ASSIGNMENT – Show, from the records below, all lines that contain the word "StatusCode".

SUPPLIED INFORMATION –
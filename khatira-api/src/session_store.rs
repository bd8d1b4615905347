use async_trait::async_trait;
use khatira_app::infrastructure::db::SessionRepository;
use std::fmt;
use std::time::Duration;
use tower_sessions::session::{Id, Record};
use tower_sessions::session_store::{self, ExpiredDeletion, SessionStore};

/// How often expired session rows are swept.
pub const EXPIRED_SWEEP_PERIOD: Duration = Duration::from_secs(60 * 60);

/// Sessions kept in the event database, so a voter's cookie stays valid across restarts.
#[derive(Clone)]
pub struct DbSessionStore {
    sessions: SessionRepository,
}

impl DbSessionStore {
    pub fn new(sessions: SessionRepository) -> Self {
        Self { sessions }
    }
}

impl fmt::Debug for DbSessionStore {
    fn fmt(&self, f: &mut fmt::Formatter<'_>) -> fmt::Result {
        f.debug_struct("DbSessionStore").finish_non_exhaustive()
    }
}

#[async_trait]
impl SessionStore for DbSessionStore {
    async fn create(&self, record: &mut Record) -> session_store::Result<()> {
        loop {
            let data = encode(record)?;
            let created = self
                .sessions
                .create(&record.id.to_string(), data, record.expiry_date.unix_timestamp())
                .await
                .map_err(backend)?;
            if created {
                return Ok(());
            }
            record.id = Id::default();
        }
    }

    async fn save(&self, record: &Record) -> session_store::Result<()> {
        self.sessions
            .save(
                &record.id.to_string(),
                encode(record)?,
                record.expiry_date.unix_timestamp(),
            )
            .await
            .map_err(backend)
    }

    async fn load(&self, session_id: &Id) -> session_store::Result<Option<Record>> {
        let Some(data) = self
            .sessions
            .load(&session_id.to_string())
            .await
            .map_err(backend)?
        else {
            return Ok(None);
        };

        serde_json::from_str(&data)
            .map(Some)
            .map_err(|e| session_store::Error::Decode(e.to_string()))
    }

    async fn delete(&self, session_id: &Id) -> session_store::Result<()> {
        self.sessions
            .delete(&session_id.to_string())
            .await
            .map_err(backend)
    }
}

#[async_trait]
impl ExpiredDeletion for DbSessionStore {
    async fn delete_expired(&self) -> session_store::Result<()> {
        let removed = self.sessions.delete_expired().await.map_err(backend)?;
        if removed > 0 {
            tracing::debug!("Removed {} expired sessions", removed);
        }
        Ok(())
    }
}

/// Sweeps expired sessions every `period` until the task is dropped.
pub async fn sweep_expired_sessions(store: DbSessionStore, period: Duration) {
    let mut interval = tokio::time::interval(period);
    loop {
        interval.tick().await;
        if let Err(e) = store.delete_expired().await {
            tracing::warn!("Expired session sweep failed: {}", e);
        }
    }
}

fn encode(record: &Record) -> session_store::Result<String> {
    serde_json::to_string(record).map_err(|e| session_store::Error::Encode(e.to_string()))
}

fn backend(err: impl fmt::Display) -> session_store::Error {
    session_store::Error::Backend(err.to_string())
}
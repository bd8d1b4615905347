use crate::session::{existing_voter_id, grant_admin, require_admin, revoke_admin, voter_id};
use axum::extract::rejection::{JsonRejection, PathRejection};
use axum::extract::{Path, State};
use axum::http::StatusCode;
use axum::response::IntoResponse;
use axum::Json;
use khatira_app::application::VisitorListing;
use khatira_app::domain::{Phase, VoteDirection};
use khatira_app::AppContext;
use khatira_errors::AppError;
use serde::Deserialize;
use serde_json::{json, Value};
use tower_sessions::Session;

#[derive(Deserialize)]
pub struct SubmitRequest {
    #[serde(default)]
    name: String,
    #[serde(default)]
    content: String,
}

#[derive(Deserialize)]
pub struct VoteRequest {
    khatira_id: i32,
    vote_type: String,
}

#[derive(Deserialize)]
pub struct LoginRequest {
    #[serde(default)]
    password: String,
}

#[derive(Deserialize)]
pub struct PhaseRequest {
    phase: i32,
}

fn body<T>(payload: Result<Json<T>, JsonRejection>) -> Result<T, AppError> {
    payload
        .map(|Json(body)| body)
        .map_err(|e| AppError::InvalidInput(format!("طلب غير صالح: {}", e.body_text())))
}

pub async fn health() -> Json<Value> {
    Json(json!({ "status": "ok" }))
}

pub async fn list_khawatir(
    State(ctx): State<AppContext>,
    session: Session,
) -> Result<Json<VisitorListing>, AppError> {
    let voter = existing_voter_id(&session).await?;
    let listing = ctx.list_khawatir.for_visitor(voter).await?;
    Ok(Json(listing))
}

pub async fn submit(
    State(ctx): State<AppContext>,
    payload: Result<Json<SubmitRequest>, JsonRejection>,
) -> Result<impl IntoResponse, AppError> {
    let request = body(payload)?;
    let khatira = ctx
        .submit_khatira
        .execute(&request.name, &request.content)
        .await?;

    Ok((
        StatusCode::CREATED,
        Json(json!({
            "message": "تم إرسال خاطرتك بنجاح",
            "id": khatira.id,
        })),
    ))
}

pub async fn vote(
    State(ctx): State<AppContext>,
    session: Session,
    payload: Result<Json<VoteRequest>, JsonRejection>,
) -> Result<Json<Value>, AppError> {
    let request = body(payload)?;
    let direction: VoteDirection = request.vote_type.parse()?;
    let voter = voter_id(&session).await?;

    let result = ctx
        .cast_vote
        .execute(request.khatira_id, voter, direction)
        .await?;

    Ok(Json(json!({
        "message": "تم تسجيل صوتك بنجاح",
        "khatira_id": result.khatira_id,
        "vote_type": result.direction,
        "upvotes": result.upvotes,
        "downvotes": result.downvotes,
        "score": result.score,
    })))
}

pub async fn admin_login(
    State(ctx): State<AppContext>,
    session: Session,
    payload: Result<Json<LoginRequest>, JsonRejection>,
) -> Result<Json<Value>, AppError> {
    let request = body(payload)?;
    ctx.admin_login.execute(&request.password)?;
    grant_admin(&session).await?;
    Ok(Json(json!({ "message": "تم تسجيل الدخول بنجاح" })))
}

pub async fn admin_logout(session: Session) -> Result<Json<Value>, AppError> {
    revoke_admin(&session).await?;
    Ok(Json(json!({ "message": "تم تسجيل الخروج" })))
}

pub async fn get_phase(
    State(ctx): State<AppContext>,
    session: Session,
) -> Result<Json<Value>, AppError> {
    require_admin(&session).await?;
    let phase = ctx.manage_event.current_phase().await?;
    Ok(Json(json!({ "current_phase": phase })))
}

pub async fn set_phase(
    State(ctx): State<AppContext>,
    session: Session,
    payload: Result<Json<PhaseRequest>, JsonRejection>,
) -> Result<Json<Value>, AppError> {
    require_admin(&session).await?;
    let request = body(payload)?;
    let phase = Phase::try_from(request.phase)?;

    let phase = ctx.manage_event.set_phase(phase).await?;
    Ok(Json(json!({
        "message": "تم تغيير المرحلة بنجاح",
        "current_phase": phase,
    })))
}

pub async fn admin_list(
    State(ctx): State<AppContext>,
    session: Session,
) -> Result<Json<Value>, AppError> {
    require_admin(&session).await?;
    let khawatir = ctx.list_khawatir.for_admin().await?;
    Ok(Json(json!({ "khawatir": khawatir })))
}

pub async fn delete_khatira(
    State(ctx): State<AppContext>,
    session: Session,
    id: Result<Path<i32>, PathRejection>,
) -> Result<Json<Value>, AppError> {
    require_admin(&session).await?;
    let Path(id) = id.map_err(|_| AppError::InvalidInput("معرف الخاطرة غير صالح".to_string()))?;

    ctx.manage_event.delete_khatira(id).await?;
    Ok(Json(json!({ "message": "تم حذف الخاطرة بنجاح" })))
}

pub async fn clear_all(
    State(ctx): State<AppContext>,
    session: Session,
) -> Result<Json<Value>, AppError> {
    require_admin(&session).await?;
    let deleted = ctx.manage_event.clear_all().await?;
    Ok(Json(json!({
        "message": "تم حذف جميع الخواطر بنجاح",
        "deleted": deleted,
    })))
}
mod app_error;

pub use app_error::AppError;
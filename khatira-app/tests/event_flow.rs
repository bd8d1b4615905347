use khatira_app::domain::{Phase, Podium, VoteDirection, VoterId};
use khatira_app::infrastructure::db::{create_connection, init_schema, VoteRepository};
use khatira_app::{AppContext, Config};
use khatira_errors::AppError;
use sea_orm::DatabaseConnection;

const PASSWORD: &str = "valar morghulis";

async fn database() -> DatabaseConnection {
    // A single connection keeps every query on the same in-memory database.
    let db = create_connection("sqlite::memory:", 1).await.unwrap();
    init_schema(&db).await.unwrap();
    db
}

async fn context() -> (AppContext, DatabaseConnection) {
    let db = database().await;
    let config = Config {
        admin_password: PASSWORD.to_string(),
        ..Config::default()
    };
    (AppContext::new(db.clone(), config), db)
}

async fn submit(ctx: &AppContext, name: &str, content: &str) -> i32 {
    ctx.submit_khatira.execute(name, content).await.unwrap().id
}

#[tokio::test]
async fn fresh_event_starts_in_submission() {
    let (ctx, _) = context().await;
    assert_eq!(ctx.manage_event.current_phase().await.unwrap(), Phase::Submission);

    let listing = ctx.list_khawatir.for_visitor(None).await.unwrap();
    assert_eq!(listing.phase, Phase::Submission);
    assert!(listing.khawatir.is_empty());
}

#[tokio::test]
async fn schema_bootstrap_is_repeatable() {
    let (ctx, db) = context().await;
    ctx.manage_event.set_phase(Phase::Voting).await.unwrap();

    init_schema(&db).await.unwrap();
    assert_eq!(ctx.manage_event.current_phase().await.unwrap(), Phase::Voting);
}

#[tokio::test]
async fn full_event_scenario() {
    let (ctx, _) = context().await;
    let voter_a = VoterId::generate();
    let voter_b = VoterId::generate();

    let created = ctx.submit_khatira.execute("Ali", "hello").await.unwrap();
    assert_eq!((created.upvotes, created.downvotes), (0, 0));

    ctx.manage_event.set_phase(Phase::Voting).await.unwrap();
    let listing = ctx.list_khawatir.for_visitor(Some(voter_a)).await.unwrap();
    assert_eq!(listing.khawatir.len(), 1);
    assert_eq!(listing.khawatir[0].author, None);
    assert_eq!(listing.khawatir[0].user_vote, None);

    let up = ctx
        .cast_vote
        .execute(created.id, voter_a, VoteDirection::Up)
        .await
        .unwrap();
    assert_eq!(up.upvotes, 1);

    let again = ctx
        .cast_vote
        .execute(created.id, voter_a, VoteDirection::Up)
        .await;
    assert_eq!(again, Err(AppError::AlreadyVoted));

    let down = ctx
        .cast_vote
        .execute(created.id, voter_b, VoteDirection::Down)
        .await
        .unwrap();
    assert_eq!((down.upvotes, down.downvotes, down.score), (1, 1, 0));

    let listing = ctx.list_khawatir.for_visitor(Some(voter_a)).await.unwrap();
    assert_eq!(listing.khawatir[0].user_vote, Some(VoteDirection::Up));

    ctx.manage_event.set_phase(Phase::Results).await.unwrap();
    let listing = ctx.list_khawatir.for_visitor(None).await.unwrap();
    let entry = &listing.khawatir[0];
    assert_eq!(entry.author.as_deref(), Some("Ali"));
    assert_eq!(entry.score, Some(0));
    assert_eq!(entry.upvotes, Some(1));
}

#[tokio::test]
async fn submissions_rejected_outside_submission_phase() {
    let (ctx, _) = context().await;

    for phase in [Phase::Voting, Phase::Results] {
        ctx.manage_event.set_phase(phase).await.unwrap();
        let result = ctx.submit_khatira.execute("Ali", "late entry").await;
        assert_eq!(result.unwrap_err(), AppError::SubmissionClosed);
    }

    assert!(ctx.list_khawatir.for_admin().await.unwrap().is_empty());
}

#[tokio::test]
async fn blank_submission_rejected() {
    let (ctx, _) = context().await;
    let result = ctx.submit_khatira.execute("   ", "hello").await;
    assert!(matches!(result, Err(AppError::InvalidInput(_))));
}

#[tokio::test]
async fn votes_rejected_outside_voting_phase() {
    let (ctx, db) = context().await;
    let id = submit(&ctx, "Ali", "hello").await;
    let voter = VoterId::generate();

    for phase in [Phase::Submission, Phase::Results] {
        ctx.manage_event.set_phase(phase).await.unwrap();
        let result = ctx.cast_vote.execute(id, voter, VoteDirection::Up).await;
        assert_eq!(result, Err(AppError::VotingClosed));
    }

    assert_eq!(VoteRepository::new(db).count_for(id).await.unwrap(), 0);
    let admin = ctx.list_khawatir.for_admin().await.unwrap();
    assert_eq!(admin[0].upvotes, 0);
}

#[tokio::test]
async fn vote_on_unknown_entry_is_not_found() {
    let (ctx, _) = context().await;
    ctx.manage_event.set_phase(Phase::Voting).await.unwrap();

    let result = ctx
        .cast_vote
        .execute(999, VoterId::generate(), VoteDirection::Down)
        .await;
    assert_eq!(result, Err(AppError::NotFound));
}

#[tokio::test]
async fn second_vote_in_other_direction_still_rejected() {
    let (ctx, _) = context().await;
    let id = submit(&ctx, "Ali", "hello").await;
    ctx.manage_event.set_phase(Phase::Voting).await.unwrap();
    let voter = VoterId::generate();

    ctx.cast_vote.execute(id, voter, VoteDirection::Up).await.unwrap();
    let flip = ctx.cast_vote.execute(id, voter, VoteDirection::Down).await;
    assert_eq!(flip, Err(AppError::AlreadyVoted));

    let admin = ctx.list_khawatir.for_admin().await.unwrap();
    assert_eq!((admin[0].upvotes, admin[0].downvotes), (1, 0));
}

#[tokio::test]
async fn joined_duplicate_votes_succeed_once() {
    let (ctx, db) = context().await;
    let id = submit(&ctx, "Ali", "hello").await;
    ctx.manage_event.set_phase(Phase::Voting).await.unwrap();
    let voter = VoterId::generate();

    let (first, second) = tokio::join!(
        ctx.cast_vote.execute(id, voter, VoteDirection::Up),
        ctx.cast_vote.execute(id, voter, VoteDirection::Up),
    );

    let successes = [&first, &second].iter().filter(|r| r.is_ok()).count();
    assert_eq!(successes, 1);
    assert!([first, second].contains(&Err(AppError::AlreadyVoted)));

    assert_eq!(VoteRepository::new(db).count_for(id).await.unwrap(), 1);
    let admin = ctx.list_khawatir.for_admin().await.unwrap();
    assert_eq!(admin[0].upvotes, 1);
}

#[tokio::test]
async fn results_are_ranked_by_score() {
    let (ctx, _) = context().await;
    let low = submit(&ctx, "A", "low").await;
    let high = submit(&ctx, "B", "high").await;
    let mid = submit(&ctx, "C", "mid").await;
    ctx.manage_event.set_phase(Phase::Voting).await.unwrap();

    for _ in 0..3 {
        ctx.cast_vote
            .execute(high, VoterId::generate(), VoteDirection::Up)
            .await
            .unwrap();
    }
    ctx.cast_vote
        .execute(mid, VoterId::generate(), VoteDirection::Up)
        .await
        .unwrap();
    ctx.cast_vote
        .execute(low, VoterId::generate(), VoteDirection::Down)
        .await
        .unwrap();

    // Voting keeps creation order.
    let voting = ctx.list_khawatir.for_visitor(None).await.unwrap();
    let ids: Vec<i32> = voting.khawatir.iter().map(|k| k.id).collect();
    assert_eq!(ids, vec![low, high, mid]);

    ctx.manage_event.set_phase(Phase::Results).await.unwrap();
    let results = ctx.list_khawatir.for_visitor(None).await.unwrap();
    let ids: Vec<i32> = results.khawatir.iter().map(|k| k.id).collect();
    assert_eq!(ids, vec![high, mid, low]);

    let scores: Vec<i32> = results.khawatir.iter().filter_map(|k| k.score).collect();
    assert!(scores.windows(2).all(|w| w[0] >= w[1]));
    let podiums: Vec<Option<Podium>> = results.khawatir.iter().map(|k| k.podium).collect();
    assert_eq!(
        podiums,
        vec![Some(Podium::First), Some(Podium::Second), Some(Podium::Third)]
    );
    assert!(voting.khawatir.iter().all(|k| k.podium.is_none()));

    let admin = ctx.list_khawatir.for_admin().await.unwrap();
    assert!(admin.iter().all(|k| k.score == k.upvotes - k.downvotes));
    assert_eq!(admin[0].id, high);
}

#[tokio::test]
async fn phases_can_move_backwards() {
    let (ctx, _) = context().await;
    ctx.manage_event.set_phase(Phase::Results).await.unwrap();
    ctx.manage_event.set_phase(Phase::Submission).await.unwrap();
    assert_eq!(ctx.manage_event.current_phase().await.unwrap(), Phase::Submission);

    submit(&ctx, "Ali", "round two").await;
}

#[tokio::test]
async fn delete_removes_entry_and_its_votes() {
    let (ctx, db) = context().await;
    let keep = submit(&ctx, "A", "keep").await;
    let gone = submit(&ctx, "B", "gone").await;
    ctx.manage_event.set_phase(Phase::Voting).await.unwrap();
    let voter = VoterId::generate();
    ctx.cast_vote.execute(gone, voter, VoteDirection::Up).await.unwrap();

    ctx.manage_event.delete_khatira(gone).await.unwrap();

    let admin = ctx.list_khawatir.for_admin().await.unwrap();
    assert_eq!(admin.iter().map(|k| k.id).collect::<Vec<_>>(), vec![keep]);
    assert_eq!(VoteRepository::new(db).count_for(gone).await.unwrap(), 0);

    assert_eq!(ctx.manage_event.delete_khatira(gone).await, Err(AppError::NotFound));
}

#[tokio::test]
async fn clear_all_empties_every_listing() {
    let (ctx, db) = context().await;
    let id = submit(&ctx, "A", "one").await;
    submit(&ctx, "B", "two").await;
    ctx.manage_event.set_phase(Phase::Voting).await.unwrap();
    ctx.cast_vote
        .execute(id, VoterId::generate(), VoteDirection::Up)
        .await
        .unwrap();

    assert_eq!(ctx.manage_event.clear_all().await.unwrap(), 2);
    assert_eq!(VoteRepository::new(db).count_for(id).await.unwrap(), 0);

    for phase in Phase::ALL {
        ctx.manage_event.set_phase(phase).await.unwrap();
        let listing = ctx.list_khawatir.for_visitor(None).await.unwrap();
        assert!(listing.khawatir.is_empty());
    }
    assert!(ctx.list_khawatir.for_admin().await.unwrap().is_empty());
}

#[tokio::test]
async fn clear_all_keeps_phase() {
    let (ctx, _) = context().await;
    ctx.manage_event.set_phase(Phase::Results).await.unwrap();
    ctx.manage_event.clear_all().await.unwrap();
    assert_eq!(ctx.manage_event.current_phase().await.unwrap(), Phase::Results);
}

#[tokio::test]
async fn admin_login_checks_shared_password() {
    let (ctx, _) = context().await;
    assert_eq!(ctx.admin_login.execute("wrong"), Err(AppError::InvalidPassword));
    assert_eq!(ctx.admin_login.execute("wrong again"), Err(AppError::InvalidPassword));
    assert!(ctx.admin_login.execute(PASSWORD).is_ok());
}
use crate::application::{AdminLogin, CastVote, ListKhawatir, ManageEvent, SubmitKhatira};
use crate::config::Config;
use crate::infrastructure::db::{
    create_connection, init_schema, KhatiraRepository, PhaseRepository, SessionRepository,
    VoteRepository,
};
use crate::infrastructure::security::{AdminPassword, InputSanitizer, RateLimiter};
use sea_orm::{DatabaseConnection, DbErr};
use std::sync::Arc;

#[derive(Clone)]
pub struct AppContext {
    pub submit_khatira: Arc<SubmitKhatira>,
    pub cast_vote: Arc<CastVote>,
    pub list_khawatir: Arc<ListKhawatir>,
    pub manage_event: Arc<ManageEvent>,
    pub admin_login: Arc<AdminLogin>,
    pub sessions: SessionRepository,
    pub rate_limiter: RateLimiter,
    pub config: Arc<Config>,
}

impl AppContext {
    pub fn new(db: DatabaseConnection, config: Config) -> Self {
        let khawatir = KhatiraRepository::new(db.clone());
        let votes = VoteRepository::new(db.clone());
        let phases = PhaseRepository::new(db.clone());
        let sanitizer = InputSanitizer::new(config.max_author_chars, config.max_content_chars);

        Self {
            submit_khatira: Arc::new(SubmitKhatira::new(db.clone(), sanitizer)),
            cast_vote: Arc::new(CastVote::new(db.clone())),
            list_khawatir: Arc::new(ListKhawatir::new(khawatir.clone(), votes, phases.clone())),
            manage_event: Arc::new(ManageEvent::new(khawatir, phases)),
            admin_login: Arc::new(AdminLogin::new(AdminPassword::new(
                config.admin_password.clone(),
            ))),
            sessions: SessionRepository::new(db),
            rate_limiter: RateLimiter::new(config.rate_limit_per_minute, config.rate_limit_per_hour),
            config: Arc::new(config),
        }
    }

    /// Connects to the configured database and makes sure the schema exists.
    pub async fn connect(config: Config) -> Result<Self, DbErr> {
        let db = create_connection(&config.database_url, config.db_max_connections).await?;
        init_schema(&db).await?;
        tracing::info!("Database ready");
        Ok(Self::new(db, config))
    }
}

ANSWER TO THE EXERCISE –
use axum::http::StatusCode;
        StatusCode::CREATED,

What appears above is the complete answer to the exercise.